Stored data entries
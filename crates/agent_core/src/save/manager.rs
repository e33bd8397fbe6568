use std::fs::{remove_file, rename, File};
use std::io::{Read, Write};
use std::path::{Path, PathBuf};

use super::error::SaveError;
use super::format::{current_timestamp, decompress_and_deserialize, serialize_and_compress, GameSave};
use super::migration::migrate_save;
use super::SaveStore;
use crate::state::WorldState;

/// Number of named save slots
pub const SLOT_COUNT: u8 = 3;

/// Envelope fields an imported JSON save must carry
const REQUIRED_IMPORT_FIELDS: [&str; 4] = ["id", "name", "timestamp", "world"];

/// Directory-backed save store: the current game, three slots and an auto-save
#[derive(Debug, Clone)]
pub struct FileSaveStore {
    dir: PathBuf,
}

impl FileSaveStore {
    pub fn new(dir: impl Into<PathBuf>) -> Self {
        Self { dir: dir.into() }
    }

    pub fn dir(&self) -> &Path {
        &self.dir
    }

    /// Write the game the player is currently in
    pub fn save_current(&self, world: &WorldState) -> Result<GameSave, SaveError> {
        let save = world.to_save("");
        save_to_path(&self.current_path(), &save)?;
        log::debug!("Current game saved");
        Ok(save)
    }

    pub fn load_current(&self) -> Result<GameSave, SaveError> {
        load_from_path(&self.current_path())
    }

    /// Save to a named slot; the slot also becomes the current game
    pub fn save_to_slot(&self, slot: u8, name: &str, world: &WorldState) -> Result<GameSave, SaveError> {
        validate_slot(slot)?;

        let save = world.to_save(name);
        save_to_path(&self.slot_path(slot), &save)?;
        save_to_path(&self.current_path(), &save)?;

        log::info!("Game saved to slot {} ({})", slot, save.name);
        Ok(save)
    }

    /// Load a slot; it becomes the current game
    pub fn load_from_slot(&self, slot: u8) -> Result<GameSave, SaveError> {
        validate_slot(slot)?;

        let save = load_from_path(&self.slot_path(slot))?;
        save_to_path(&self.current_path(), &save)?;

        log::info!("Game loaded from slot {}", slot);
        Ok(save)
    }

    pub fn auto_save(&self, world: &WorldState) -> Result<(), SaveError> {
        save_to_path(&self.auto_save_path(), &world.to_save("Auto-save"))?;
        log::debug!("Auto-save completed");
        Ok(())
    }

    pub fn load_auto_save(&self) -> Result<GameSave, SaveError> {
        let save = load_from_path(&self.auto_save_path())?;
        log::info!("Auto-save loaded");
        Ok(save)
    }

    pub fn slot_exists(&self, slot: u8) -> bool {
        validate_slot(slot).is_ok() && self.slot_path(slot).exists()
    }

    pub fn auto_save_exists(&self) -> bool {
        self.auto_save_path().exists()
    }

    pub fn delete_slot(&self, slot: u8) -> Result<(), SaveError> {
        validate_slot(slot)?;

        let path = self.slot_path(slot);
        if path.exists() {
            remove_file(&path)?;
            log::info!("Deleted save slot {}", slot);
        }

        Ok(())
    }

    /// Get save slot info for UI display
    pub fn slot_info(&self, slot: u8) -> Result<Option<SaveSlotInfo>, SaveError> {
        validate_slot(slot)?;

        let path = self.slot_path(slot);
        if !path.exists() {
            return Ok(None);
        }

        let save = load_from_path(&path)?;
        Ok(Some(SaveSlotInfo {
            slot,
            id: save.id,
            name: save.name,
            timestamp: save.timestamp,
            version: save.version,
            agent: save.details.agent,
            balance: save.details.balance,
            week: save.details.week,
            season: save.details.season,
            clients: save.details.clients,
        }))
    }

    /// Every readable slot, most recent first
    pub fn list_slots(&self) -> Vec<SaveSlotInfo> {
        let mut slots = Vec::new();

        for slot in 0..SLOT_COUNT {
            match self.slot_info(slot) {
                Ok(Some(info)) => slots.push(info),
                Ok(None) => {}
                Err(e) => log::warn!("Skipping unreadable slot {}: {}", slot, e),
            }
        }

        slots.sort_by(|a, b| b.timestamp.cmp(&a.timestamp));
        slots
    }

    /// Export a slot as pretty JSON text
    pub fn export_slot(&self, slot: u8) -> Result<String, SaveError> {
        validate_slot(slot)?;
        let save = load_from_path(&self.slot_path(slot))?;
        Ok(serde_json::to_string_pretty(&save)?)
    }

    /// Import a JSON save into a slot under a fresh id
    pub fn import_slot(&self, slot: u8, json: &str) -> Result<GameSave, SaveError> {
        validate_slot(slot)?;

        let save = parse_import(json)?;
        save_to_path(&self.slot_path(slot), &save)?;

        log::info!("Imported save '{}' into slot {}", save.name, slot);
        Ok(save)
    }

    fn current_path(&self) -> PathBuf {
        self.dir.join("current_game.dat")
    }

    fn slot_path(&self, slot: u8) -> PathBuf {
        self.dir.join(format!("save_slot_{}.dat", slot))
    }

    fn auto_save_path(&self) -> PathBuf {
        self.dir.join("auto_save.dat")
    }
}

impl SaveStore for FileSaveStore {
    fn save(&mut self, world: &WorldState) -> bool {
        match self.save_current(world) {
            Ok(_) => true,
            Err(e) => {
                log::warn!("Saving current game failed: {}", e);
                false
            }
        }
    }

    fn load(&self) -> Option<WorldState> {
        match self.load_current() {
            Ok(save) => Some(save.world),
            Err(SaveError::FileNotFound { .. }) => None,
            Err(e) => {
                log::warn!("Loading current game failed: {}", e);
                None
            }
        }
    }
}

/// Parse an exported save; the envelope must name every required field
fn parse_import(json: &str) -> Result<GameSave, SaveError> {
    let value: serde_json::Value = serde_json::from_str(json)?;
    let missing = REQUIRED_IMPORT_FIELDS.iter().find(|field| value.get(**field).is_none());
    if let Some(field) = missing {
        return Err(SaveError::corrupted(format!("Invalid save file format: missing {}", field)));
    }

    let mut save: GameSave = serde_json::from_value(value)?;
    save = migrate_save(save)?;
    save.validate()?;
    save.refresh_id();
    save.timestamp = current_timestamp();
    Ok(save)
}

fn validate_slot(slot: u8) -> Result<(), SaveError> {
    if slot >= SLOT_COUNT {
        return Err(SaveError::InvalidSlot { slot: slot as i64 });
    }
    Ok(())
}

fn save_to_path(path: &Path, save: &GameSave) -> Result<(), SaveError> {
    if let Some(parent) = path.parent() {
        std::fs::create_dir_all(parent)?;
    }

    let data = serialize_and_compress(save)?;

    // Atomic save: write to temp file, then rename
    let temp_path = path.with_extension("tmp");

    {
        let mut file = File::create(&temp_path)?;
        file.write_all(&data)?;
        file.flush()?;
        file.sync_all()?;
    }

    rename(&temp_path, path)?;

    log::debug!("Saved {} bytes to {:?}", data.len(), path);
    Ok(())
}

fn load_from_path(path: &Path) -> Result<GameSave, SaveError> {
    if !path.exists() {
        return Err(SaveError::FileNotFound { path: path.display().to_string() });
    }

    let mut file = File::open(path)?;
    let mut data = Vec::new();
    file.read_to_end(&mut data)?;

    let save = migrate_save(decompress_and_deserialize(&data)?)?;

    log::debug!("Loaded {} bytes from {:?}", data.len(), path);
    Ok(save)
}

#[derive(Debug, Clone, PartialEq)]
pub struct SaveSlotInfo {
    pub slot: u8,
    pub id: String,
    pub name: String,
    pub timestamp: u64,
    pub version: u32,
    pub agent: String,
    pub balance: f64,
    pub week: u32,
    pub season: u32,
    pub clients: usize,
}

impl SaveSlotInfo {
    pub fn format_timestamp(&self) -> String {
        use time::{format_description::well_known::Rfc3339, OffsetDateTime};

        let timestamp = OffsetDateTime::from_unix_timestamp_nanos(self.timestamp as i128 * 1_000_000)
            .unwrap_or_else(|_| OffsetDateTime::now_utc());

        timestamp.format(&Rfc3339).unwrap_or_else(|_| "Unknown".to_string())
    }

    pub fn get_display_text(&self) -> String {
        format!(
            "Slot {}: {} (Season {}, Week {}, {} clients)",
            self.slot, self.name, self.season, self.week, self.clients
        )
    }
}

#[cfg(test)]
mod tests {
    use super::*;
    use crate::config::EngineConfig;
    use crate::generation::generate_world;
    use crate::models::Difficulty;
    use crate::random::GameRng;
    use tempfile::TempDir;

    fn world(seed: u64) -> WorldState {
        generate_world("Test", Difficulty::Normal, &EngineConfig::testing(), &mut GameRng::seeded(seed))
    }

    #[test]
    fn test_save_load_roundtrip() {
        let temp_dir = TempDir::new().unwrap();
        let save_path = temp_dir.path().join("test_save.dat");
        let original = world(191).to_save("roundtrip");

        save_to_path(&save_path, &original).unwrap();
        let loaded = load_from_path(&save_path).unwrap();

        assert_eq!(loaded, original);
    }

    #[test]
    fn test_atomic_save() {
        let temp_dir = TempDir::new().unwrap();
        let save_path = temp_dir.path().join("atomic_test.dat");

        save_to_path(&save_path, &world(192).to_save("atomic")).unwrap();

        assert!(save_path.exists());
        assert!(!save_path.with_extension("tmp").exists());
    }

    #[test]
    fn test_slot_validation() {
        assert!(validate_slot(0).is_ok());
        assert!(validate_slot(2).is_ok());
        assert!(matches!(validate_slot(3), Err(SaveError::InvalidSlot { slot: 3 })));
        assert!(validate_slot(255).is_err());
    }

    #[test]
    fn test_store_contract_first_run() {
        let temp_dir = TempDir::new().unwrap();
        let mut store = FileSaveStore::new(temp_dir.path().join("saves"));
        assert!(store.load().is_none());

        let world = world(193);
        assert!(store.save(&world));
        assert_eq!(store.load(), Some(world));
    }

    #[test]
    fn test_slots_listing_and_delete() {
        let temp_dir = TempDir::new().unwrap();
        let store = FileSaveStore::new(temp_dir.path());
        let mut world = world(194);

        store.save_to_slot(0, "", &world).unwrap();
        world.week = 9;
        store.save_to_slot(2, "Title push", &world).unwrap();

        let slots = store.list_slots();
        assert_eq!(slots.len(), 2);
        assert!(slots[0].timestamp >= slots[1].timestamp);

        let info = store.slot_info(0).unwrap().unwrap();
        assert_eq!(info.name, "Save - Season 1, Week 1");
        assert_eq!(info.clients, 2);
        assert!(info.format_timestamp().contains('T'));

        // slot 2 was also made the current game
        assert_eq!(store.load().unwrap().week, 9);

        store.delete_slot(0).unwrap();
        assert!(!store.slot_exists(0));
        assert!(store.slot_info(0).unwrap().is_none());
        assert!(matches!(store.load_from_slot(0), Err(SaveError::FileNotFound { .. })));
    }

    #[test]
    fn test_export_import_assigns_new_id() {
        let temp_dir = TempDir::new().unwrap();
        let store = FileSaveStore::new(temp_dir.path());
        let saved = store.save_to_slot(0, "Export me", &world(195)).unwrap();

        let json = store.export_slot(0).unwrap();
        let imported = store.import_slot(1, &json).unwrap();

        assert_ne!(imported.id, saved.id);
        assert_eq!(imported.name, "Export me");
        assert_eq!(imported.world, saved.world);
        assert_eq!(store.load_from_slot(1).unwrap().id, imported.id);
    }

    #[test]
    fn test_import_rejects_incomplete_envelope() {
        let temp_dir = TempDir::new().unwrap();
        let store = FileSaveStore::new(temp_dir.path());

        let err = store.import_slot(0, r#"{"id":"x","name":"y","timestamp":1}"#).unwrap_err();
        assert_eq!(err.to_string(), "Corrupted data: Invalid save file format: missing world");
        assert!(matches!(store.import_slot(0, "not json"), Err(SaveError::Json(_))));
        assert!(!store.slot_exists(0));
    }

    #[test]
    fn test_auto_save() {
        let temp_dir = TempDir::new().unwrap();
        let store = FileSaveStore::new(temp_dir.path());
        assert!(!store.auto_save_exists());

        let world = world(196);
        store.auto_save(&world).unwrap();
        let loaded = store.load_auto_save().unwrap();
        assert_eq!(loaded.name, "Auto-save");
        assert_eq!(loaded.world, world);
    }
}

Work instructions: Out of the records, collect only those lines that contain the string "impl".

Response below:
impl FileSaveStore {
    pub fn new(dir: impl Into<PathBuf>) -> Self {
impl SaveStore for FileSaveStore {
impl SaveSlotInfo {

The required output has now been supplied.